Clinicians are not immune from hope. And hope, bolstered by logic, intuition, and bio-plausibility—the idea that a practice aligns with known science—has occasionally led clinicians to accept new therapies in the honest expectation that they will be proven in time.

An example was the rush to embrace the use of corticosteroids for spinal cord injuries in the 1990s.

Approximately 18,000 Americans suffer a spinal cord injury each year. Depending upon the nature and location of the injury, patients may incur paraplegia or quadriplegia, injuries with tragic life limiting impacts that we see around us all too often.

A 1990 study of patients with acute spinal-cord injury found that those who received the corticosteroid methylprednisolone within eight hours of their injury scored significantly better on measures of motor function and sensation at six weeks and six months post injury than patients receiving a placebo.

Hopeful that subsequent research would support the first study, physicians adopted the use of methylprednisolone after traumatic spinal cord injuries in an attempt to prevent or limit paralysis.

Writing about Christopher Reeve in the New Yorker in 2003, Jerome Groopman, M.D., stated without equivocation that the 1990 study had shown “that a prompt dose of methylprednisolone could limit inflammation and spinal-cord damage.”

Subsequent studies did not bear this out.
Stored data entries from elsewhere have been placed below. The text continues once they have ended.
//! Board double driven by per-pin scripts.
//!
//! Each pin pops values from its queue on every read and falls back to a
//! fixed value once the queue is empty. Reads, writes and reporting requests
//! are recorded so callers can inspect how the board was used. Clones share
//! the same script.

use crate::error::{Result, SamplerError};
use crate::sensors::{Board, Pin, PinSpec, PinValue};
use std::cell::RefCell;
use std::collections::{HashMap, HashSet, VecDeque};
use std::rc::Rc;

#[derive(Debug, Default)]
struct Script {
    queues: HashMap<PinSpec, VecDeque<Option<PinValue>>>,
    fallbacks: HashMap<PinSpec, Option<PinValue>>,
    reads: HashMap<PinSpec, usize>,
    writes: Vec<(PinSpec, PinValue)>,
    reporting: HashSet<PinSpec>,
    fail_writes: bool,
}

/// Scripted board.
#[derive(Debug, Clone, Default)]
pub struct ScriptedBoard {
    script: Rc<RefCell<Script>>,
}

/// Pin handle handed out by [`ScriptedBoard`].
#[derive(Debug, Clone)]
pub struct ScriptedPin {
    spec: PinSpec,
    script: Rc<RefCell<Script>>,
}

impl ScriptedBoard {
    pub fn new() -> Self {
        Self::default()
    }

    /// Queue values to be returned by successive reads of `spec`.
    pub fn push(&self, spec: PinSpec, values: impl IntoIterator<Item = Option<PinValue>>) {
        self.script
            .borrow_mut()
            .queues
            .entry(spec)
            .or_default()
            .extend(values);
    }

    /// Value returned once the queue for `spec` is empty.
    pub fn set_fallback(&self, spec: PinSpec, value: Option<PinValue>) {
        self.script.borrow_mut().fallbacks.insert(spec, value);
    }

    /// Make every write fail.
    pub fn fail_writes(&self, fail: bool) {
        self.script.borrow_mut().fail_writes = fail;
    }

    /// Handle for `spec` without going through pin configuration.
    pub fn pin(&self, spec: PinSpec) -> ScriptedPin {
        ScriptedPin {
            spec,
            script: Rc::clone(&self.script),
        }
    }

    /// Number of reads performed on `spec` so far.
    pub fn reads(&self, spec: PinSpec) -> usize {
        self.script.borrow().reads.get(&spec).copied().unwrap_or(0)
    }

    pub fn reset_reads(&self) {
        self.script.borrow_mut().reads.clear();
    }

    /// Every successful write, in order.
    pub fn writes(&self) -> Vec<(PinSpec, PinValue)> {
        self.script.borrow().writes.clone()
    }

    pub fn is_reporting(&self, spec: PinSpec) -> bool {
        self.script.borrow().reporting.contains(&spec)
    }
}

impl Board for ScriptedBoard {
    type Pin = ScriptedPin;

    fn port_name(&self) -> &str {
        "scripted"
    }

    fn get_pin(&mut self, spec: PinSpec) -> Result<ScriptedPin> {
        Ok(self.pin(spec))
    }
}

impl Pin for ScriptedPin {
    fn spec(&self) -> PinSpec {
        self.spec
    }

    fn enable_reporting(&mut self) -> Result<()> {
        self.script.borrow_mut().reporting.insert(self.spec);
        Ok(())
    }

    fn read(&mut self) -> Option<PinValue> {
        let mut script = self.script.borrow_mut();
        *script.reads.entry(self.spec).or_insert(0) += 1;
        let queued = script.queues.get_mut(&self.spec).and_then(|q| q.pop_front());
        match queued {
            Some(value) => value,
            None => script.fallbacks.get(&self.spec).copied().flatten(),
        }
    }

    fn write(&mut self, value: PinValue) -> Result<()> {
        let mut script = self.script.borrow_mut();
        if script.fail_writes {
            return Err(SamplerError::pin_error(format!(
                "write to {} rejected",
                self.spec
            )));
        }
        script.writes.push((self.spec, value));
        Ok(())
    }
}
The MRC CRASH Study published in 2005 found “no evidence that the effect of corticosteroids differed by injury severity or time since injury.”

In 2011, the Mayo Clinic posted a video citing increased morbidity and “no true demonstrable benefit” from corticosteroids in its decision to remove them from Mayo’s protocols for spinal cord injuries. By 2013, the American Association of Neurological Surgeons’ Guidelines for the Management of Acute Cervical Spine and Spinal Cord Injuries recommended against the routine administration of methylprednisolone.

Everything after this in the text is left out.